**Your goal:** Out of the lines below, please list those that hold the string "destination".

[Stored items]
--

use num_bigint::BigUint;
use ton_block::{Deserializable, Message, MsgAddressInt};
use ton_multisig_utils::load_snake_bytes;
use ton_types::{Cell, HashmapE, HashmapType, SliceData};

use crate::actions::load_coins;
use crate::address_list::load_address_list;
use crate::constants::*;
use crate::models::ActionReadable;

/// Minimal jetton transfer body: op, query id, empty coins and an address
const JETTON_TRANSFER_MIN_BITS: usize = OP_BITS + COINS_LEN_BITS + QUERY_ID_BITS + ADDRESS_BITS;

/// Decodes one action cell of an order dictionary.
///
/// Never fails: anything malformed or not recognized is `Unknown`.
pub fn parse_action(cell: &Cell) -> ActionReadable {
    parse_action_impl(cell).unwrap_or(ActionReadable::Unknown)
}

fn parse_action_impl(cell: &Cell) -> Option<ActionReadable> {
    let mut slice = SliceData::load_cell_ref(cell).ok()?;
    if slice.remaining_bits() < OP_BITS {
        return None;
    }

    let opcode = ActionOpcode::from_u32(slice.get_next_u32().ok()?)?;
    match opcode {
        ActionOpcode::UpdateMultisigParams
            if slice.remaining_bits() >= SIGNER_INDEX_BITS && slice.remaining_references() >= 1 =>
        {
            parse_update_config(&mut slice)
        }
        ActionOpcode::SendMessage
            if slice.remaining_bits() >= SEND_MODE_BITS && slice.remaining_references() >= 1 =>
        {
            // Send mode is not surfaced
            slice.get_next_byte().ok()?;
            let message = Message::construct_from_cell(slice.checked_drain_reference().ok()?).ok()?;
            parse_send_message(&message)
        }
        _ => None,
    }
}

fn parse_update_config(slice: &mut SliceData) -> Option<ActionReadable> {
    let threshold = slice.get_next_byte().ok()?;

    let signers = slice.checked_drain_reference().ok()?;
    let signers = load_address_list(&mut SliceData::load_cell(signers).ok()?).ok()?;
    let proposers = load_address_list(slice).ok()?;

    Some(ActionReadable::UpdateConfig {
        threshold,
        signers,
        proposers,
    })
}

fn parse_send_message(message: &Message) -> Option<ActionReadable> {
    // External messages are not supported
    let header = message.int_header()?;
    let destination = header.dst.clone();
    let value = BigUint::from(header.value.grams.as_u128());

    let mut body = message.body().unwrap_or_default();
    if body.remaining_bits() == 0 {
        return Some(ActionReadable::SendTon {
            amount: value,
            recipient: destination,
            comment: String::new(),
        });
    }

    if body.remaining_bits() < OP_BITS {
        return None;
    }

    match body.clone().get_next_u32().ok()? {
        OP_COMMENT => {
            body.get_next_u32().ok()?;
            let comment = load_snake_bytes(&mut body).ok()?;
            Some(ActionReadable::SendTon {
                amount: value,
                recipient: destination,
                comment: String::from_utf8_lossy(&comment).into_owned(),
            })
        }
        OP_JETTON_TRANSFER if body.remaining_bits() > JETTON_TRANSFER_MIN_BITS => {
            body.get_next_u32().ok()?;
            body.get_next_u64().ok()?;
            let amount = load_coins(&mut body).ok()?;
            let recipient = MsgAddressInt::construct_from(&mut body).ok()?;
            Some(ActionReadable::SendJetton {
                amount,
                recipient,
                jetton_wallet: destination,
            })
        }
        _ => None,
    }
}

/// Decodes a direct action dictionary (`uint8 -> ^Cell`) in key order.
///
/// The output has exactly one item per dictionary entry.
pub fn parse_order_actions(order: &Cell) -> Vec<ActionReadable> {
    load_order_entries(order)
        .into_iter()
        .map(|(index, action)| parse_entry(index, action.as_ref()))
        .collect()
}

/// Same as [`parse_order_actions`] but follows large order links,
/// returning the flat list of all chunks.
///
/// Only the last entry of a chunk stored under the link index is treated
/// as a link, any other entry is decoded as a regular action.
pub fn parse_order_actions_chained(order: &Cell) -> Vec<ActionReadable> {
    let mut result = Vec::new();

    let mut next = Some(order.clone());
    while let Some(order) = next.take() {
        let mut entries = load_order_entries(&order);

        let link = match entries.last() {
            Some((index, Some(action))) if usize::from(*index) == LARGE_ORDER_CHUNK_SIZE => {
                parse_large_order_link(action)
            }
            _ => None,
        };
        if let Some(link) = link {
            log::trace!("Following large order link at #{LARGE_ORDER_CHUNK_SIZE}");
            entries.pop();
            next = Some(link);
        }

        result.extend(
            entries
                .into_iter()
                .map(|(index, action)| parse_entry(index, action.as_ref())),
        );
    }

    result
}

/// Returns the next chunk of a large order if the action is a link to it
pub fn parse_large_order_link(action: &Cell) -> Option<Cell> {
    let mut slice = SliceData::load_cell_ref(action).ok()?;
    if slice.get_next_u32().ok()? != OP_SEND_MESSAGE {
        return None;
    }
    slice.get_next_byte().ok()?;

    let message = Message::construct_from_cell(slice.checked_drain_reference().ok()?).ok()?;
    message.int_header()?;

    let mut body = message.body()?;
    if body.get_next_u32().ok()? != OP_EXECUTE_INTERNAL {
        return None;
    }
    body.get_next_u64().ok()?;
    body.checked_drain_reference().ok()
}

fn parse_entry(index: u8, action: Option<&Cell>) -> ActionReadable {
    let parsed = match action {
        Some(action) => parse_action(action),
        None => ActionReadable::Unknown,
    };
    if parsed.is_unknown() {
        log::debug!("Order action #{index} is not recognized");
    }
    parsed
}

fn load_order_entries(order: &Cell) -> Vec<(u8, Option<Cell>)> {
    let dict = HashmapE::with_hashmap(ACTION_INDEX_BITS, Some(order.clone()));

    let mut entries = Vec::new();
    for item in dict.iter() {
        let (key, value) = match item {
            Ok(item) => item,
            Err(e) => {
                log::warn!("Broken order dictionary: {e:?}");
                break;
            }
        };

        let index = match key.data().first() {
            Some(index) => *index,
            None => {
                log::warn!("Broken order dictionary key");
                break;
            }
        };
        entries.push((index, value.reference_opt(0)));
    }

    entries.sort_by_key(|(index, _)| *index);
    entries
}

--

**Answer for this exercise:**
    let destination = header.dst.clone();
            recipient: destination,
                recipient: destination,
                jetton_wallet: destination,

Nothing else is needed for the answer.